L’ONG affirme que l’État n’a pas mis en place les mesures nécessaires pour prévenir les contaminations liées aux pesticides et pour assurer une eau potable sûre.
Cette démarche s’inscrit dans une logique de recours répété par les associations, qui demandent des aménagements plus stricts et une meilleure prévention au niveau national.
Impacts possibles et enjeux du préjudice écologique chiffré
Le dossier évoque aussi un préjudice écologique estimé autour d’un milliard d’euros, chiffre qui reflète les coûts potentiels pour les écosystèmes et les services que l’eau fournit à la société.
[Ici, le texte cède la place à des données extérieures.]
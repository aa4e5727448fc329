use std::collections::BTreeMap;

use crate::{
    foundation::core::{Point, Rect, Size, Vec2},
    foundation::math::overlap_1d,
    observe::{IntersectionRecord, IntersectionSource, TargetId},
};

/// Fraction of `bounds` inside a viewport of `view` size whose top-left is at `origin`.
///
/// Targets without area (collapsed or not laid out) are never visible.
pub fn visible_ratio(bounds: Rect, view: Size, origin: Point) -> f64 {
    let area = bounds.area();
    if !(area > 0.0) {
        return 0.0;
    }
    let (ox, oy) = overlaps(bounds, view, origin);
    ((ox * oy) / area).clamp(0.0, 1.0)
}

fn overlaps(bounds: Rect, view: Size, origin: Point) -> (f64, f64) {
    (
        overlap_1d(bounds.x0, bounds.x1, origin.x, origin.x + view.width),
        overlap_1d(bounds.y0, bounds.y1, origin.y, origin.y + view.height),
    )
}

/// Highest visible ratio reached while the viewport moves linearly from `from` to `to`.
///
/// Along the path each axis overlap is piecewise linear, with breakpoints where a viewport
/// edge meets a target edge. Between breakpoints the area is a product of two linear terms,
/// so the peak is at a breakpoint or at the vertex of that product.
pub(crate) fn peak_ratio(bounds: Rect, view: Size, from: Point, to: Point) -> f64 {
    let area = bounds.area();
    if !(area > 0.0) {
        return 0.0;
    }

    let d = to - from;
    // Breakpoints sit exactly on the edge coordinate along their own axis.
    let mut cuts = vec![(0.0, from), (1.0, to)];
    for axis in [Axis::X, Axis::Y] {
        let (delta, start, lo, hi, extent) = match axis {
            Axis::X => (d.x, from.x, bounds.x0, bounds.x1, view.width),
            Axis::Y => (d.y, from.y, bounds.y0, bounds.y1, view.height),
        };
        if delta == 0.0 {
            continue;
        }
        for edge in [lo - extent, lo, hi - extent, hi] {
            let u = (edge - start) / delta;
            if u > 0.0 && u < 1.0 {
                let p = match axis {
                    Axis::X => Point::new(edge, from.y + d.y * u),
                    Axis::Y => Point::new(from.x + d.x * u, edge),
                };
                cuts.push((u, p));
            }
        }
    }
    cuts.sort_by(|a, b| a.0.total_cmp(&b.0));

    let mut peak = 0.0f64;
    for w in cuts.windows(2) {
        let (x0, y0) = overlaps(bounds, view, w[0].1);
        let (x1, y1) = overlaps(bounds, view, w[1].1);
        peak = peak.max(x0 * y0).max(x1 * y1);

        let (bx, by) = (x1 - x0, y1 - y0);
        if bx * by < 0.0 {
            let s = -(x0 * by + y0 * bx) / (2.0 * bx * by);
            if s > 0.0 && s < 1.0 {
                peak = peak.max((x0 + bx * s) * (y0 + by * s));
            }
        }
    }
    (peak / area).clamp(0.0, 1.0)
}

#[derive(Clone, Copy)]
enum Axis {
    X,
    Y,
}

#[derive(Clone, Copy, Debug)]
struct Target {
    bounds: Rect,
    last_ratio: f64,
}

/// Geometry-backed source over a scrolling document.
///
/// Targets are laid out in document coordinates; the viewport is a window of `view` size
/// whose top-left sits at the scroll offset. Scrolling reports the peak ratio reached along
/// the way, so a target that enters and leaves within one step is still seen.
#[derive(Clone, Debug)]
pub struct GeometryObserver {
    view: Size,
    scroll: Point,
    supported: bool,
    targets: BTreeMap<TargetId, Target>,
    queue: Vec<IntersectionRecord>,
}

impl GeometryObserver {
    pub fn new(view: Size) -> Self {
        Self {
            view,
            scroll: Point::ORIGIN,
            supported: true,
            targets: BTreeMap::new(),
            queue: Vec::new(),
        }
    }

    /// An observer on a platform that lacks the visibility primitive. It still tracks the
    /// scroll offset but never reports.
    pub fn unsupported(view: Size) -> Self {
        Self {
            supported: false,
            ..Self::new(view)
        }
    }

    pub fn viewport(&self) -> Rect {
        Rect::from_origin_size(self.scroll, self.view)
    }

    pub fn scroll(&self) -> Point {
        self.scroll
    }

    /// Current ratio for `target`, if observed.
    pub fn ratio_of(&self, target: TargetId) -> Option<f64> {
        self.targets
            .get(&target)
            .map(|t| visible_ratio(t.bounds, self.view, self.scroll))
    }

    /// Move the viewport to `to`, reporting every target whose visibility changed on the way.
    pub fn scroll_to(&mut self, to: Point) {
        let from = self.scroll;
        self.scroll = to;
        if !self.supported {
            return;
        }
        for (&id, target) in &mut self.targets {
            let peak = peak_ratio(target.bounds, self.view, from, to);
            let end = visible_ratio(target.bounds, self.view, to);
            if peak != target.last_ratio && peak != end {
                self.queue.push(IntersectionRecord {
                    target: id,
                    ratio: peak,
                });
            }
            if end != target.last_ratio || peak != end {
                self.queue.push(IntersectionRecord {
                    target: id,
                    ratio: end,
                });
            }
            target.last_ratio = end;
        }
    }

    /// Scroll by a delta.
    pub fn scroll_by(&mut self, delta: Vec2) {
        self.scroll_to(self.scroll + delta);
    }

    /// Resize the viewport, re-reporting targets whose ratio changed.
    pub fn resize(&mut self, view: Size) {
        self.view = view;
        let ids: Vec<TargetId> = self.targets.keys().copied().collect();
        for id in ids {
            self.refresh(id);
        }
    }

    fn refresh(&mut self, id: TargetId) {
        if !self.supported {
            return;
        }
        let Some(target) = self.targets.get_mut(&id) else {
            return;
        };
        let ratio = visible_ratio(target.bounds, self.view, self.scroll);
        if ratio != target.last_ratio {
            target.last_ratio = ratio;
            self.queue.push(IntersectionRecord { target: id, ratio });
        }
    }
}

impl IntersectionSource for GeometryObserver {
    fn is_supported(&self) -> bool {
        self.supported
    }

    fn observe(&mut self, target: TargetId, bounds: Rect) {
        let ratio = visible_ratio(bounds, self.view, self.scroll);
        self.targets.insert(
            target,
            Target {
                bounds,
                last_ratio: ratio,
            },
        );
        if self.supported {
            self.queue.push(IntersectionRecord { target, ratio });
        }
    }

    fn update_bounds(&mut self, target: TargetId, bounds: Rect) {
        if let Some(t) = self.targets.get_mut(&target) {
            t.bounds = bounds;
            self.refresh(target);
        }
    }

    fn unobserve(&mut self, target: TargetId) {
        self.targets.remove(&target);
        self.queue.retain(|r| r.target != target);
    }

    fn take_records(&mut self) -> Vec<IntersectionRecord> {
        std::mem::take(&mut self.queue)
    }
}

#[cfg(test)]
#[path = "../../tests/unit/observe/geometry.rs"]
mod tests;
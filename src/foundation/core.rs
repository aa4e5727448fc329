use std::ops::{Add, Sub};

pub use kurbo::{Point, Rect, Size, Vec2};

/// Monotonic page time in milliseconds.
///
/// All scheduling in the crate is expressed against a caller-provided clock, so reveal and
/// loop sampling stay deterministic for a given sequence of `now` values.
#[derive(
    Clone,
    Copy,
    Debug,
    Default,
    PartialEq,
    Eq,
    PartialOrd,
    Ord,
    Hash,
    serde::Serialize,
    serde::Deserialize,
)]
#[serde(transparent)]
pub struct Millis(pub u64);

impl Millis {
    /// Zero milliseconds.
    pub const ZERO: Self = Self(0);

    /// Build from seconds, rounding to the nearest millisecond and flooring negatives at 0.
    pub fn from_secs_f64(secs: f64) -> Self {
        if !secs.is_finite() || secs <= 0.0 {
            return Self::ZERO;
        }
        Self((secs * 1000.0).round() as u64)
    }

    /// Value in seconds.
    pub fn as_secs_f64(self) -> f64 {
        (self.0 as f64) / 1000.0
    }

    /// Saturating difference `self - earlier`.
    pub fn since(self, earlier: Millis) -> Millis {
        Millis(self.0.saturating_sub(earlier.0))
    }
}

impl Add for Millis {
    type Output = Millis;

    fn add(self, rhs: Millis) -> Millis {
        Millis(self.0.saturating_add(rhs.0))
    }
}

impl Sub for Millis {
    type Output = Millis;

    fn sub(self, rhs: Millis) -> Millis {
        self.since(rhs)
    }
}

/// A point expressed as fractions of its container's width and height.
///
/// Components are kept inside `[0, 1]`; construction clamps anything outside so a marker can
/// never be placed off-canvas.
#[derive(Clone, Copy, Debug, PartialEq, serde::Serialize)]
pub struct Anchor {
    x: f64,
    y: f64,
}

impl Anchor {
    /// Top-left corner.
    pub const ORIGIN: Self = Self { x: 0.0, y: 0.0 };
    /// Box center.
    pub const CENTER: Self = Self { x: 0.5, y: 0.5 };

    /// Build an anchor, clamping each component to `[0, 1]`.
    pub fn new(x: f64, y: f64) -> Self {
        let clamped = Self {
            x: crate::foundation::math::clamp_unit(x),
            y: crate::foundation::math::clamp_unit(y),
        };
        if clamped.x != x || clamped.y != y {
            tracing::warn!(x, y, "hotspot anchor outside [0, 1], clamped to box edge");
        }
        clamped
    }

    /// Build an anchor from CSS-like edge distances.
    ///
    /// `left`/`top` win over `right`/`bottom` when both are given; missing axes default to 0.
    /// `bottom-1/4 right-1/3` resolves to `(2/3, 3/4)`.
    pub fn from_edges(edges: Edges) -> Self {
        let x = match (edges.left, edges.right) {
            (Some(l), _) => l,
            (None, Some(r)) => 1.0 - r,
            (None, None) => 0.0,
        };
        let y = match (edges.top, edges.bottom) {
            (Some(t), _) => t,
            (None, Some(b)) => 1.0 - b,
            (None, None) => 0.0,
        };
        Self::new(x, y)
    }

    /// Horizontal fraction.
    pub fn x(self) -> f64 {
        self.x
    }

    /// Vertical fraction.
    pub fn y(self) -> f64 {
        self.y
    }

    /// Resolve against a container size into container-local pixels.
    pub fn resolve(self, size: Size) -> Point {
        Point::new(self.x * size.width, self.y * size.height)
    }
}

impl<'de> serde::Deserialize<'de> for Anchor {
    fn deserialize<D: serde::Deserializer<'de>>(deserializer: D) -> Result<Self, D::Error> {
        #[derive(serde::Deserialize)]
        #[serde(untagged)]
        enum Repr {
            Point { x: f64, y: f64 },
            Edges(Edges),
        }

        Ok(match Repr::deserialize(deserializer)? {
            Repr::Point { x, y } => Anchor::new(x, y),
            Repr::Edges(edges) => Anchor::from_edges(edges),
        })
    }
}

/// Fractional distances from the edges of a container.
#[derive(Clone, Copy, Debug, Default, PartialEq, serde::Serialize, serde::Deserialize)]
#[serde(deny_unknown_fields)]
pub struct Edges {
    #[serde(default)]
    pub top: Option<f64>,
    #[serde(default)]
    pub bottom: Option<f64>,
    #[serde(default)]
    pub left: Option<f64>,
    #[serde(default)]
    pub right: Option<f64>,
}

#[cfg(test)]
#[path = "../../tests/unit/foundation/core.rs"]
mod tests;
Les défenseurs de l’environnement réclament des mesures concrètes : réduction des pesticides, renforcement des contrôles et meilleures procédures de surveillance des captages.
Du côté du gouvernement, on rappelle l’engagement envers la sécurité sanitaire et l’importance d’un cadre légal précis et proportionné, tout en indiquant que les évolutions réglementaires restent en phase avec les engagements européens.